> _Data for this task_
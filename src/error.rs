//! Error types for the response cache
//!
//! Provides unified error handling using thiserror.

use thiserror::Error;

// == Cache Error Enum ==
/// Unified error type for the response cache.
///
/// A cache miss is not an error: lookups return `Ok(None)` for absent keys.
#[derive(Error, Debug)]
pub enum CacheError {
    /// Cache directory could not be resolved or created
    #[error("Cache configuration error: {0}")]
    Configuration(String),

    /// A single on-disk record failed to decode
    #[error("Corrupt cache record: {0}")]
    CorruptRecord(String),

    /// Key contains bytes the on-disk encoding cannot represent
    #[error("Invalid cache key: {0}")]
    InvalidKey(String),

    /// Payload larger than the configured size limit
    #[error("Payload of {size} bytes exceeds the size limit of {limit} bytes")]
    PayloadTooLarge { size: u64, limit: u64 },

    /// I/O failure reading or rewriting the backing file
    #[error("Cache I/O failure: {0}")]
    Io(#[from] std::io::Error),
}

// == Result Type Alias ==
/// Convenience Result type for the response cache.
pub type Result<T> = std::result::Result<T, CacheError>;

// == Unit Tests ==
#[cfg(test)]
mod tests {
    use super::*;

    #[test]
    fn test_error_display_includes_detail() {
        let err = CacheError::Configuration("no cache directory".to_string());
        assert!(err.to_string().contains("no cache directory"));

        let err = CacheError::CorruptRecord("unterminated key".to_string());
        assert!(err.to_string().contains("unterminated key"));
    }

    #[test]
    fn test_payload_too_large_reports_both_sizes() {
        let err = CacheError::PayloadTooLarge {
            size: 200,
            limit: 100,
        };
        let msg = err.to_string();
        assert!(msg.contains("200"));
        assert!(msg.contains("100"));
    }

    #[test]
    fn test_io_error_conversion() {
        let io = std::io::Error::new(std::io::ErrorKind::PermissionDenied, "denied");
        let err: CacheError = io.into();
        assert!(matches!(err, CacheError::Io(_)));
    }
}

* * *

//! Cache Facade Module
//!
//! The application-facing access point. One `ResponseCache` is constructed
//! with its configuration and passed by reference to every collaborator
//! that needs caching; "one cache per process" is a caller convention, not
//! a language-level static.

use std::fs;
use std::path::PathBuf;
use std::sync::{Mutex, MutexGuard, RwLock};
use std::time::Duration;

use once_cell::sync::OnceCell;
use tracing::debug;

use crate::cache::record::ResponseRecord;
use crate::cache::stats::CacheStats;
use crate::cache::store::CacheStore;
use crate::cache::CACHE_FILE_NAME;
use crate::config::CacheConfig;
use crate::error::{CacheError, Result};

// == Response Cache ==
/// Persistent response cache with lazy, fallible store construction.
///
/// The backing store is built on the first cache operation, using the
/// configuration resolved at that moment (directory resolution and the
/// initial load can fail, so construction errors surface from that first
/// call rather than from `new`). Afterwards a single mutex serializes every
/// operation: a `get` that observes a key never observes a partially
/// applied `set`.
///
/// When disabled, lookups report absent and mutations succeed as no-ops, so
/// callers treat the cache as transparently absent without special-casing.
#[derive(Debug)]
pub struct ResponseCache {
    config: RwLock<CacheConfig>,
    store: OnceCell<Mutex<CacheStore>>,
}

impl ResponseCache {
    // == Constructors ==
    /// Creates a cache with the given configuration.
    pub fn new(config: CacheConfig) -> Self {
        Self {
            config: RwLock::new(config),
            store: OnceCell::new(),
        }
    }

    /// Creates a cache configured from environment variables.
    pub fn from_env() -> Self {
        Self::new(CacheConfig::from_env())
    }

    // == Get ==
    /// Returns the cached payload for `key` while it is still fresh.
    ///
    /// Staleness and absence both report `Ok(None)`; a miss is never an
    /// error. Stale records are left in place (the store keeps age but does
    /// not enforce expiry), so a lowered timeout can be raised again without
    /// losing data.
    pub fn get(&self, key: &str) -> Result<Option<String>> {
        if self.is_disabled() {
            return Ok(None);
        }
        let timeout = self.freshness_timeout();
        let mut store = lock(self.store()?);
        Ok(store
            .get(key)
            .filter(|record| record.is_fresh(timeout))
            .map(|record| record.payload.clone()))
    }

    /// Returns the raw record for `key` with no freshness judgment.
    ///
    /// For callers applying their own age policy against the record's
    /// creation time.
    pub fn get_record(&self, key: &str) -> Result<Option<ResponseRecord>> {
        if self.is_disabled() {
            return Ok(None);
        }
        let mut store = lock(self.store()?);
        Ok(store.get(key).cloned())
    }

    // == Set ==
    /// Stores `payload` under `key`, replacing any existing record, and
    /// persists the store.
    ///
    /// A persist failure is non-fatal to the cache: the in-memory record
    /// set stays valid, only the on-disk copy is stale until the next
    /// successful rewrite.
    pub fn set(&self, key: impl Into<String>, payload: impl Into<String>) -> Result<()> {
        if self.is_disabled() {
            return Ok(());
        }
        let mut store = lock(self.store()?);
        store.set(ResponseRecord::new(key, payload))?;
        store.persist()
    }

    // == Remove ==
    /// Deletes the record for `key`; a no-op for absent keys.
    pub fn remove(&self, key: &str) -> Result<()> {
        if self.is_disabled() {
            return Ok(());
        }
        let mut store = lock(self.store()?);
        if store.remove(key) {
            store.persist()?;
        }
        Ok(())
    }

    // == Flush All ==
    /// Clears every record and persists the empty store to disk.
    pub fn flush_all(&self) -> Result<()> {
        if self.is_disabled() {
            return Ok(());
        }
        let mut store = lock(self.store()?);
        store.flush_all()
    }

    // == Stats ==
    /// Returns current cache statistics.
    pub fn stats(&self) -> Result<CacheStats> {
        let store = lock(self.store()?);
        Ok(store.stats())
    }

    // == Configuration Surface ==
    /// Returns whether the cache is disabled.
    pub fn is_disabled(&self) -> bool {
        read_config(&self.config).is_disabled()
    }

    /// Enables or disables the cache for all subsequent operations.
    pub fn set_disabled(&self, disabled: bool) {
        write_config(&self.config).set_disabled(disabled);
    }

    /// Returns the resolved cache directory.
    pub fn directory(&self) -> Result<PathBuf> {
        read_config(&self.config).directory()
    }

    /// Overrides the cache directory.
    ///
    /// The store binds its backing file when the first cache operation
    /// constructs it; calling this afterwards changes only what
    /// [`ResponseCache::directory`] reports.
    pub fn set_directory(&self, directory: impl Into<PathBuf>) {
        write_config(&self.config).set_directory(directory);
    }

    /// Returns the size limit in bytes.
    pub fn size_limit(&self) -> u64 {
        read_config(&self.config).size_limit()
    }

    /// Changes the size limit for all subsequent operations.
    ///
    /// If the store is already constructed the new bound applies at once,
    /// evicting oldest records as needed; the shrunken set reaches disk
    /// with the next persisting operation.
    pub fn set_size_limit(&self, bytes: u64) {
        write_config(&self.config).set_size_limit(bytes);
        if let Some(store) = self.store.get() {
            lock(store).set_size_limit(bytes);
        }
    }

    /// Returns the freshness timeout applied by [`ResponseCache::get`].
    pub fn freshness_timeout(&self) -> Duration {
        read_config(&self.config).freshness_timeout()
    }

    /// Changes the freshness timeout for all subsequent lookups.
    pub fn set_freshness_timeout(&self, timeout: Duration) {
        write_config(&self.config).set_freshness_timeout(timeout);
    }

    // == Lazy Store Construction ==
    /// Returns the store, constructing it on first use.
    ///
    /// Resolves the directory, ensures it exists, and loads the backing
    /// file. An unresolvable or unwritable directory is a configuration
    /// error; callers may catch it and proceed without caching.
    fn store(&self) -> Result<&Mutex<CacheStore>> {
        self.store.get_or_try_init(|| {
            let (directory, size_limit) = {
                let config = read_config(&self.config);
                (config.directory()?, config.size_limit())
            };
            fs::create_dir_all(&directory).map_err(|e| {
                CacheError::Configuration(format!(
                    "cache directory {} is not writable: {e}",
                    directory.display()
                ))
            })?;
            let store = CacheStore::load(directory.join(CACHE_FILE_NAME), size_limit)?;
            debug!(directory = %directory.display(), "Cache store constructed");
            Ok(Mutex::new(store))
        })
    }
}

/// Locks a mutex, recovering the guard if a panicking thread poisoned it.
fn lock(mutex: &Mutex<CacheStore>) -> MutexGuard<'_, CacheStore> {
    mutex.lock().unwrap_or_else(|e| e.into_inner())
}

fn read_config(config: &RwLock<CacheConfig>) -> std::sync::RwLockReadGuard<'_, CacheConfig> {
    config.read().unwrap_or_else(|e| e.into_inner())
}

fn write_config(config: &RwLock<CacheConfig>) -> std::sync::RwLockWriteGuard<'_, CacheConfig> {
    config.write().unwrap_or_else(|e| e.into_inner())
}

* * *

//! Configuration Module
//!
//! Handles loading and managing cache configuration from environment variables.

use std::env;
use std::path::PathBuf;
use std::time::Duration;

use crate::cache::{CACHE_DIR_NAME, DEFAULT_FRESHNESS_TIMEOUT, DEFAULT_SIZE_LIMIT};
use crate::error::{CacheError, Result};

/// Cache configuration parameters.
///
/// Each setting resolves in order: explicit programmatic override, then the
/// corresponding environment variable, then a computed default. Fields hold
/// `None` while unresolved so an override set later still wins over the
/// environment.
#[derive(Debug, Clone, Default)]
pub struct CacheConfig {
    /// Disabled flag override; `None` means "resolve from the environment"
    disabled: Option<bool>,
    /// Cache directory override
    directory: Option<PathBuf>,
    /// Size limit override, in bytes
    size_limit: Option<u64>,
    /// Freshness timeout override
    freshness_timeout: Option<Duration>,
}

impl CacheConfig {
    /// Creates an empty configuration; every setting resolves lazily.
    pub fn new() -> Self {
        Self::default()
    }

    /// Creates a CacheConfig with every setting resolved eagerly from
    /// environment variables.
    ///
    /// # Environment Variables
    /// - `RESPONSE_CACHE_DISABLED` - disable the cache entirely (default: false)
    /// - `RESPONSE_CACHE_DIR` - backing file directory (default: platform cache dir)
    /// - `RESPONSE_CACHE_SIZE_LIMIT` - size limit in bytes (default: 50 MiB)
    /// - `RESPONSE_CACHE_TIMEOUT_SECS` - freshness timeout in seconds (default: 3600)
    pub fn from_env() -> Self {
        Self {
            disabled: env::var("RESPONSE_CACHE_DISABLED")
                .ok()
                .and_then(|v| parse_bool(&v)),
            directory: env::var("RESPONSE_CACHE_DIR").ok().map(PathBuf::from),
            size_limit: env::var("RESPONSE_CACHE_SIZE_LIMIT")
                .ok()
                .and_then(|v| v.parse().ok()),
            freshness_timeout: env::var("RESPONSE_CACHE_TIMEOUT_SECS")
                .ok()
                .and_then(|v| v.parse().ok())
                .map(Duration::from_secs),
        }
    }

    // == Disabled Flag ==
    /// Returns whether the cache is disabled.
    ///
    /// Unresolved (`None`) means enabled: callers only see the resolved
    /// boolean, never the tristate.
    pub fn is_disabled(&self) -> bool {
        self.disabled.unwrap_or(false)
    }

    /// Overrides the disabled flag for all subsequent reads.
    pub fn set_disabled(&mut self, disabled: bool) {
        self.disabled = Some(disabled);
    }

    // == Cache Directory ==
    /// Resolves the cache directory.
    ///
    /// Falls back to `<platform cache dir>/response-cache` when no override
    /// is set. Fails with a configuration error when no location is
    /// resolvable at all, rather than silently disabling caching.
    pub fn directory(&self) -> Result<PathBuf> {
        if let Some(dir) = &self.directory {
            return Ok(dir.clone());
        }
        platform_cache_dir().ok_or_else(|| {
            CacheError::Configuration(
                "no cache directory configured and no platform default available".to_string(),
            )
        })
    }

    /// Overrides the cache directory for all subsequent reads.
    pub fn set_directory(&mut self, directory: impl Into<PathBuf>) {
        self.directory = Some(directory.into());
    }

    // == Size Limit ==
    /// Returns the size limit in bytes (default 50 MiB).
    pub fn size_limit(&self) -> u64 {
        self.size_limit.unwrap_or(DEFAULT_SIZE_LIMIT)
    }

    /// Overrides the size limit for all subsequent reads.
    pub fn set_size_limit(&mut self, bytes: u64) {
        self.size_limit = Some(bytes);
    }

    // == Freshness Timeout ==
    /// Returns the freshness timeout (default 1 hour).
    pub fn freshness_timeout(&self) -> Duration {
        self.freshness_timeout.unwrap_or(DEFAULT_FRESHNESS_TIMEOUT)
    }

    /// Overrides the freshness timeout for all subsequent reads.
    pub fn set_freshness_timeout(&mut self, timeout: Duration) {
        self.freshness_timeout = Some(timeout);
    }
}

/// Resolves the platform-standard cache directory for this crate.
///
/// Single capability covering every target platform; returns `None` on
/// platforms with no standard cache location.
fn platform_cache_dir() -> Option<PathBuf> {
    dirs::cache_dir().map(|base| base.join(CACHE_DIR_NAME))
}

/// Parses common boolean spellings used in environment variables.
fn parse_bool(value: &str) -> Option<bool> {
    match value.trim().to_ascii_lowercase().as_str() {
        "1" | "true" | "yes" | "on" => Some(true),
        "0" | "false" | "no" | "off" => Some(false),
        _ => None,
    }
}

> _What you will do_
Whenever the word "RwLock" shows up in a line of the entries, list that line.

> _Exercise output_
use std::sync::{Mutex, MutexGuard, RwLock};
    config: RwLock<CacheConfig>,
            config: RwLock::new(config),
fn read_config(config: &RwLock<CacheConfig>) -> std::sync::RwLockReadGuard<'_, CacheConfig> {
fn write_config(config: &RwLock<CacheConfig>) -> std::sync::RwLockWriteGuard<'_, CacheConfig> {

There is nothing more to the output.